[quote ollyollyoxenfree]@IncredulousOne
and to simply try to shut down all such discussion as conspiracy theories or horse dewormer has the opposite effect to the one you are intending.
at no point have I done either of these things - I've pointed out when you're posting misinformation (when not deleted by MNHQ). I've repeatedly brought the discussion back to the actual scientific evidence surrounding ivermectin.
You seem to have multiple posting strategies.
A couple of posts ago you were banging on about 65 studies on the fraudulent ivnmeta website, ignoring all comments about the issues surrounding the site. You then tried to promote a poor quality narrative review as evidence of effect and stated people should be receiving guidance on how to take it.
Re your last post where it's like you've had a personality transplant: the study is low risk of bias and is a reasonable quality. However, as the authors state themselves, it is not robust evidence of effect. This is particularly relevant when contrasted against the two large, better quality RCTs which have shown a null effect.[/quote]
Maybe not you (I'm not going to go back over all the posts to find out who said what, when), but others have tried to shut down debate in this way.
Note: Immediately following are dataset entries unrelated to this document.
//! Shared fixtures for integration tests
//!
//! Builds a small but realistic dataset: two populated categories, one
//! empty one, two locations, and donations with controlled creation
//! times so sort order is deterministic.

#![allow(dead_code)]

use chrono::{Duration, NaiveDate, TimeZone, Utc};
use donation_registry::prelude::*;

/// Ids of the seeded rows, for filtering in assertions.
pub struct Seed {
    pub books: Uuid,
    pub equipment: Uuid,
    pub games: Uuid,
    pub software_eng: Uuid,
    pub office_library: Uuid,
    pub annex: Uuid,
}

pub fn donation(title: &str, category_id: Uuid, location_id: Uuid) -> Donation {
    Donation {
        id: Uuid::new_v4(),
        title: title.to_string(),
        description: None,
        author: None,
        isbn: None,
        publisher: None,
        status: DonationStatus::Available,
        category_id,
        sub_category_id: None,
        location_id,
        donor_name: None,
        donated_date: NaiveDate::from_ymd_opt(2024, 1, 15).unwrap(),
        created_at: Utc::now(),
        updated_at: Utc::now(),
        deleted_at: None,
    }
}

/// Seed the store with the standard dataset.
///
/// Books (display_order 1) holds five donations created one day apart,
/// "Item 1" oldest through "Item 5" newest. Equipment (2) holds one
/// donation, Games (3) holds none.
pub fn seed_store(store: &InMemoryStore) -> Seed {
    let seed = Seed {
        books: Uuid::new_v4(),
        equipment: Uuid::new_v4(),
        games: Uuid::new_v4(),
        software_eng: Uuid::new_v4(),
        office_library: Uuid::new_v4(),
        annex: Uuid::new_v4(),
    };

    store.insert_category(Category {
        id: seed.books,
        name: "Books".to_string(),
        description: None,
        display_order: 1,
    });
    store.insert_category(Category {
        id: seed.equipment,
        name: "Equipment".to_string(),
        description: None,
        display_order: 2,
    });
    store.insert_category(Category {
        id: seed.games,
        name: "Games".to_string(),
        description: Some("Board games".to_string()),
        display_order: 3,
    });
    store.insert_sub_category(SubCategory {
        id: seed.software_eng,
        category_id: seed.books,
        name: "Software Engineering".to_string(),
        description: None,
        display_order: 1,
    });
    store.insert_location(Location {
        id: seed.office_library,
        name: "Office Library".to_string(),
        building: Some("HQ".to_string()),
        floor: Some("3".to_string()),
        room: None,
        shelf: None,
    });
    store.insert_location(Location {
        id: seed.annex,
        name: "Annex".to_string(),
        building: None,
        floor: None,
        room: None,
        shelf: None,
    });

    let base = Utc.with_ymd_and_hms(2024, 6, 1, 12, 0, 0).unwrap();
    for i in 1..=5u32 {
        let mut d = donation(&format!("Item {}", i), seed.books, seed.office_library);
        d.created_at = base + Duration::days(i64::from(i));
        d.updated_at = d.created_at;
        if i == 1 {
            d.sub_category_id = Some(seed.software_eng);
        }
        store.insert_donation(d);
    }

    let mut projector = donation("Projector", seed.equipment, seed.annex);
    projector.status = DonationStatus::Lending;
    projector.created_at = base + Duration::days(10);
    store.insert_donation(projector);

    seed
}
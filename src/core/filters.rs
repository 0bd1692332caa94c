//! Filter normalization for donation search
//!
//! Raw query parameters arrive loosely typed and possibly absent. This
//! module turns them into a fully populated [`SearchFilters`] record.
//! The policy is permissive: malformed values coerce to their defaults
//! and never produce an error, matching the behavior the UI depends on.

use serde::Deserialize;
use uuid::Uuid;

use crate::core::model::DonationStatus;

pub const DEFAULT_PAGE: usize = 1;
pub const DEFAULT_PER_PAGE: usize = 20;

/// Upper bound on page size. Without it a single request could pull the
/// whole table.
pub const MAX_PER_PAGE: usize = 100;

/// Query-string parameters as sent by the browser. Every field is an
/// optional string so that deserialization itself can never reject a
/// request; interpretation happens in [`SearchFilters::normalize`].
#[derive(Debug, Clone, Default, Deserialize)]
#[serde(default)]
pub struct RawSearchParams {
    pub page: Option<String>,
    pub per_page: Option<String>,
    pub category_id: Option<String>,
    pub sub_category_id: Option<String>,
    pub status: Option<String>,
    pub location_id: Option<String>,
    pub keyword: Option<String>,
    pub sort: Option<String>,
}

/// Sort order for donation search results.
#[derive(Debug, Clone, Copy, PartialEq, Eq, Default)]
pub enum SortKey {
    /// `created_at` — oldest first.
    CreatedAtAsc,
    /// `-created_at` — newest first. The default.
    #[default]
    CreatedAtDesc,
    /// `title` — lexicographic ascending.
    TitleAsc,
    /// `-title` — lexicographic descending.
    TitleDesc,
    /// `popular` — currently an alias for newest-first; no popularity
    /// metric exists yet.
    Popular,
}

impl SortKey {
    pub fn parse(raw: &str) -> Option<Self> {
        match raw {
            "created_at" => Some(Self::CreatedAtAsc),
            "-created_at" => Some(Self::CreatedAtDesc),
            "title" => Some(Self::TitleAsc),
            "-title" => Some(Self::TitleDesc),
            "popular" => Some(Self::Popular),
            _ => None,
        }
    }
}

/// Canonical, validated filter set with all defaults applied.
#[derive(Debug, Clone, PartialEq, Eq)]
pub struct SearchFilters {
    /// Lowercased trimmed keyword; `None` when absent or blank.
    pub keyword: Option<String>,
    pub category_id: Option<Uuid>,
    pub sub_category_id: Option<Uuid>,
    pub status: Option<DonationStatus>,
    pub location_id: Option<Uuid>,
    pub sort: SortKey,
    pub page: usize,
    pub per_page: usize,
}

impl SearchFilters {
    /// Apply defaults and coerce malformed values.
    ///
    /// - `page` falls back to 1 when absent, unparseable, or non-positive.
    /// - `per_page` falls back to 20 and is clamped to [`MAX_PER_PAGE`].
    /// - unrecognized `sort` and `status` values fall back to the default
    ///   sort and "no filter" respectively.
    /// - id filters that do not parse as UUIDs are treated as absent.
    /// - a blank keyword is equivalent to no keyword.
    pub fn normalize(raw: RawSearchParams) -> Self {
        let page = parse_positive(raw.page.as_deref()).unwrap_or(DEFAULT_PAGE);
        let per_page = parse_positive(raw.per_page.as_deref())
            .unwrap_or(DEFAULT_PER_PAGE)
            .min(MAX_PER_PAGE);

        let sort = raw
            .sort
            .as_deref()
            .and_then(SortKey::parse)
            .unwrap_or_default();

        let status = raw.status.as_deref().and_then(DonationStatus::parse);

        let keyword = raw
            .keyword
            .as_deref()
            .map(str::trim)
            .filter(|k| !k.is_empty())
            .map(str::to_lowercase);

        Self {
            keyword,
            category_id: parse_id(raw.category_id.as_deref()),
            sub_category_id: parse_id(raw.sub_category_id.as_deref()),
            status,
            location_id: parse_id(raw.location_id.as_deref()),
            sort,
            page,
            per_page,
        }
    }
}

impl Default for SearchFilters {
    fn default() -> Self {
        Self::normalize(RawSearchParams::default())
    }
}

fn parse_positive(raw: Option<&str>) -> Option<usize> {
    raw.and_then(|s| s.trim().parse::<i64>().ok())
        .filter(|n| *n >= 1)
        .map(|n| n as usize)
}

fn parse_id(raw: Option<&str>) -> Option<Uuid> {
    raw.and_then(|s| Uuid::parse_str(s.trim()).ok())
}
The change in tone is probably because we have (finally) got the discussion round to actual scientific evidence of specific papers.
FWIW, simply dismissing the ivnmeta as a "fraudulent website" is not a scientific debate about the merits of the data contained therein - you can say that their statistical analysis is faulty, but at the least I would expect you to back this up with a proper justification (if you're an epidemiologist, this should be a straightforward explanation).
I note that you have accused the ivnmeta site of "cherry-picking data". That may or may not be the case, I haven't read all the papers. (For balance, I would point out that I have heard similar criticisms of the Cochrane review that concluded there wasn't sufficient evidence to recommend its use). But anyway, surely cherry-picking data is kind of the point? i.e.
If you are trying to prove that something is an effective treatment, you try lots of stuff (e.g. different dosing regimes, different stages of illness, using it with different adjuvants, etc) and some of it will work and some of it won't. Conversely, the fact that it doesn't work for each and every permutation is not evidence that it doesn't work at all.
(Incidentally, this is why I think that people trying to get off-label prescriptions for ivermectin are probably wasting their time - the chances of someone at home stumbling across the right combination of dosage, adjuvant etc is probably pretty small).
I don't want to re-ignite the earlier argument, but the issue I had with your statement ("no robust evidence for ivermectin") was the sweeping generality presented as settled fact. IMO, there is lots of evidence of a positive effect (not a magic cure, but even the study you quoted showed a positive effect - not a null effect). Taken in isolation, these effects might not be robust (hence the conclusions of individual papers, the cautious wording of which is typical in life science publications) but when dozens of papers report measurable positive effects then the overall body of evidence becomes robust. You can say that you think the overall balance of evidence is that there isn't a significant benefit, but to say make sweeping statement that there is no evidence is not IMO a balanced statement.
Here is another review of the evidence which I think presents a fairly balanced overall picture:
www.ncbi.nlm.nih.gov/pmc/articles/PMC7521351/
They note promising results from multiple studies, but also note that the benefits are still under review and that there is no current definitive answer. It would be easy to cherry pick sentences from this paper to support either a pro- or an anti-ivermectin argument, but reality is more nuanced than that.